Task brief:
The full set of records must be returned exactly, character for character.

Entries taken from a collection:
▶

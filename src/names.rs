//! XML name validation and utilities
//!
//! Character classes follow the XML 1.0 (fifth edition) productions for
//! `NameStartChar` and `NameChar`. They back the `Name`, `NCName`, `NMTOKEN`
//! and `QName` built-in types and the `\i`/`\c` escapes of XSD patterns.

use crate::error::{Error, Result};

/// `NameStartChar` ranges, including `:`
pub(crate) const NAME_START_RANGES: &[(char, char)] = &[
    (':', ':'),
    ('A', 'Z'),
    ('_', '_'),
    ('a', 'z'),
    ('\u{C0}', '\u{D6}'),
    ('\u{D8}', '\u{F6}'),
    ('\u{F8}', '\u{2FF}'),
    ('\u{370}', '\u{37D}'),
    ('\u{37F}', '\u{1FFF}'),
    ('\u{200C}', '\u{200D}'),
    ('\u{2070}', '\u{218F}'),
    ('\u{2C00}', '\u{2FEF}'),
    ('\u{3001}', '\u{D7FF}'),
    ('\u{F900}', '\u{FDCF}'),
    ('\u{FDF0}', '\u{FFFD}'),
    ('\u{10000}', '\u{EFFFF}'),
];

/// Additional `NameChar` ranges
pub(crate) const NAME_EXTRA_RANGES: &[(char, char)] = &[
    ('-', '-'),
    ('.', '.'),
    ('0', '9'),
    ('\u{B7}', '\u{B7}'),
    ('\u{300}', '\u{36F}'),
    ('\u{203F}', '\u{2040}'),
];

fn in_ranges(c: char, ranges: &[(char, char)]) -> bool {
    ranges.iter().any(|&(lo, hi)| c >= lo && c <= hi)
}

/// Check if a character may start an XML Name
pub fn is_name_start_char(c: char) -> bool {
    in_ranges(c, NAME_START_RANGES)
}

/// Check if a character may appear in an XML Name
pub fn is_name_char(c: char) -> bool {
    is_name_start_char(c) || in_ranges(c, NAME_EXTRA_RANGES)
}

/// Check if a string is a valid XML Name
pub fn is_valid_name(name: &str) -> bool {
    let mut chars = name.chars();
    match chars.next() {
        Some(first) if is_name_start_char(first) => chars.all(is_name_char),
        _ => false,
    }
}

/// Check if a string is a valid NCName (non-colonized name)
pub fn is_valid_ncname(name: &str) -> bool {
    !name.contains(':') && is_valid_name(name)
}

/// Check if a string is a valid NMTOKEN
pub fn is_valid_nmtoken(token: &str) -> bool {
    !token.is_empty() && token.chars().all(is_name_char)
}

/// Check if a string is a valid QName (qualified name)
pub fn is_valid_qname(name: &str) -> bool {
    match name.split_once(':') {
        Some((prefix, local)) => is_valid_ncname(prefix) && is_valid_ncname(local),
        None => is_valid_ncname(name),
    }
}

/// Validate an NCName and return an error if invalid
pub fn validate_ncname(name: &str) -> Result<()> {
    if is_valid_ncname(name) {
        Ok(())
    } else {
        Err(Error::Name(format!("Invalid NCName: '{}'", name)))
    }
}

/// Validate a QName and return an error if invalid
pub fn validate_qname(name: &str) -> Result<()> {
    if is_valid_qname(name) {
        Ok(())
    } else {
        Err(Error::Name(format!("Invalid QName: '{}'", name)))
    }
}

/// Split a QName into prefix and local name
pub fn split_qname(qname: &str) -> (Option<&str>, &str) {
    if let Some((prefix, local)) = qname.split_once(':') {
        (Some(prefix), local)
    } else {
        (None, qname)
    }
}

#[cfg(test)]
mod tests {
    use super::*;

    #[test]
    fn test_is_valid_name() {
        assert!(is_valid_name("element"));
        assert!(is_valid_name("my-element"));
        assert!(is_valid_name("my_element"));
        assert!(is_valid_name("element123"));
        assert!(is_valid_name("_element"));
        assert!(is_valid_name("a:b"));
        assert!(is_valid_name("été"));

        assert!(!is_valid_name(""));
        assert!(!is_valid_name("123element"));
        assert!(!is_valid_name("-element"));
        assert!(!is_valid_name("with space"));
    }

    #[test]
    fn test_is_valid_ncname() {
        assert!(is_valid_ncname("element"));
        assert!(is_valid_ncname("my-element"));

        assert!(!is_valid_ncname(""));
        assert!(!is_valid_ncname("prefix:element"));
    }

    #[test]
    fn test_is_valid_nmtoken() {
        assert!(is_valid_nmtoken("123"));
        assert!(is_valid_nmtoken("-a.b"));
        assert!(!is_valid_nmtoken(""));
        assert!(!is_valid_nmtoken("a b"));
    }

    #[test]
    fn test_is_valid_qname() {
        assert!(is_valid_qname("element"));
        assert!(is_valid_qname("prefix:element"));
        assert!(is_valid_qname("xs:schema"));

        assert!(!is_valid_qname(""));
        assert!(!is_valid_qname(":element"));
        assert!(!is_valid_qname("element:"));
        assert!(!is_valid_qname("a:b:c"));
    }

    #[test]
    fn test_split_qname() {
        assert_eq!(split_qname("element"), (None, "element"));
        assert_eq!(split_qname("xs:element"), (Some("xs"), "element"));
    }

    #[test]
    fn test_validate_names() {
        assert!(validate_ncname("element").is_ok());
        assert!(validate_ncname("123").is_err());
        assert!(validate_qname("p:x").is_ok());
    }
}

◀

Task solution:
filename src/names.rs
//! XML name validation and utilities
//!
//! Character classes follow the XML 1.0 (fifth edition) productions for
//! `NameStartChar` and `NameChar`. They back the `Name`, `NCName`, `NMTOKEN`
//! and `QName` built-in types and the `\i`/`\c` escapes of XSD patterns.

use crate::error::{Error, Result};

/// `NameStartChar` ranges, including `:`
pub(crate) const NAME_START_RANGES: &[(char, char)] = &[
    (':', ':'),
    ('A', 'Z'),
    ('_', '_'),
    ('a', 'z'),
    ('\u{C0}', '\u{D6}'),
    ('\u{D8}', '\u{F6}'),
    ('\u{F8}', '\u{2FF}'),
    ('\u{370}', '\u{37D}'),
    ('\u{37F}', '\u{1FFF}'),
    ('\u{200C}', '\u{200D}'),
    ('\u{2070}', '\u{218F}'),
    ('\u{2C00}', '\u{2FEF}'),
    ('\u{3001}', '\u{D7FF}'),
    ('\u{F900}', '\u{FDCF}'),
    ('\u{FDF0}', '\u{FFFD}'),
    ('\u{10000}', '\u{EFFFF}'),
];

/// Additional `NameChar` ranges
pub(crate) const NAME_EXTRA_RANGES: &[(char, char)] = &[
    ('-', '-'),
    ('.', '.'),
    ('0', '9'),
    ('\u{B7}', '\u{B7}'),
    ('\u{300}', '\u{36F}'),
    ('\u{203F}', '\u{2040}'),
];

fn in_ranges(c: char, ranges: &[(char, char)]) -> bool {
    ranges.iter().any(|&(lo, hi)| c >= lo && c <= hi)
}

/// Check if a character may start an XML Name
pub fn is_name_start_char(c: char) -> bool {
    in_ranges(c, NAME_START_RANGES)
}

/// Check if a character may appear in an XML Name
pub fn is_name_char(c: char) -> bool {
    is_name_start_char(c) || in_ranges(c, NAME_EXTRA_RANGES)
}

/// Check if a string is a valid XML Name
pub fn is_valid_name(name: &str) -> bool {
    let mut chars = name.chars();
    match chars.next() {
        Some(first) if is_name_start_char(first) => chars.all(is_name_char),
        _ => false,
    }
}

/// Check if a string is a valid NCName (non-colonized name)
pub fn is_valid_ncname(name: &str) -> bool {
    !name.contains(':') && is_valid_name(name)
}

/// Check if a string is a valid NMTOKEN
pub fn is_valid_nmtoken(token: &str) -> bool {
    !token.is_empty() && token.chars().all(is_name_char)
}

/// Check if a string is a valid QName (qualified name)
pub fn is_valid_qname(name: &str) -> bool {
    match name.split_once(':') {
        Some((prefix, local)) => is_valid_ncname(prefix) && is_valid_ncname(local),
        None => is_valid_ncname(name),
    }
}

/// Validate an NCName and return an error if invalid
pub fn validate_ncname(name: &str) -> Result<()> {
    if is_valid_ncname(name) {
        Ok(())
    } else {
        Err(Error::Name(format!("Invalid NCName: '{}'", name)))
    }
}

/// Validate a QName and return an error if invalid
pub fn validate_qname(name: &str) -> Result<()> {
    if is_valid_qname(name) {
        Ok(())
    } else {
        Err(Error::Name(format!("Invalid QName: '{}'", name)))
    }
}

/// Split a QName into prefix and local name
pub fn split_qname(qname: &str) -> (Option<&str>, &str) {
    if let Some((prefix, local)) = qname.split_once(':') {
        (Some(prefix), local)
    } else {
        (None, qname)
    }
}

#[cfg(test)]
mod tests {
    use super::*;

    #[test]
    fn test_is_valid_name() {
        assert!(is_valid_name("element"));
        assert!(is_valid_name("my-element"));
        assert!(is_valid_name("my_element"));
        assert!(is_valid_name("element123"));
        assert!(is_valid_name("_element"));
        assert!(is_valid_name("a:b"));
        assert!(is_valid_name("été"));

        assert!(!is_valid_name(""));
        assert!(!is_valid_name("123element"));
        assert!(!is_valid_name("-element"));
        assert!(!is_valid_name("with space"));
    }

    #[test]
    fn test_is_valid_ncname() {
        assert!(is_valid_ncname("element"));
        assert!(is_valid_ncname("my-element"));

        assert!(!is_valid_ncname(""));
        assert!(!is_valid_ncname("prefix:element"));
    }

    #[test]
    fn test_is_valid_nmtoken() {
        assert!(is_valid_nmtoken("123"));
        assert!(is_valid_nmtoken("-a.b"));
        assert!(!is_valid_nmtoken(""));
        assert!(!is_valid_nmtoken("a b"));
    }

    #[test]
    fn test_is_valid_qname() {
        assert!(is_valid_qname("element"));
        assert!(is_valid_qname("prefix:element"));
        assert!(is_valid_qname("xs:schema"));

        assert!(!is_valid_qname(""));
        assert!(!is_valid_qname(":element"));
        assert!(!is_valid_qname("element:"));
        assert!(!is_valid_qname("a:b:c"));
    }

    #[test]
    fn test_split_qname() {
        assert_eq!(split_qname("element"), (None, "element"));
        assert_eq!(split_qname("xs:element"), (Some("xs"), "element"));
    }

    #[test]
    fn test_validate_names() {
        assert!(validate_ncname("element").is_ok());
        assert!(validate_ncname("123").is_err());
        assert!(validate_qname("p:x").is_ok());
    }
}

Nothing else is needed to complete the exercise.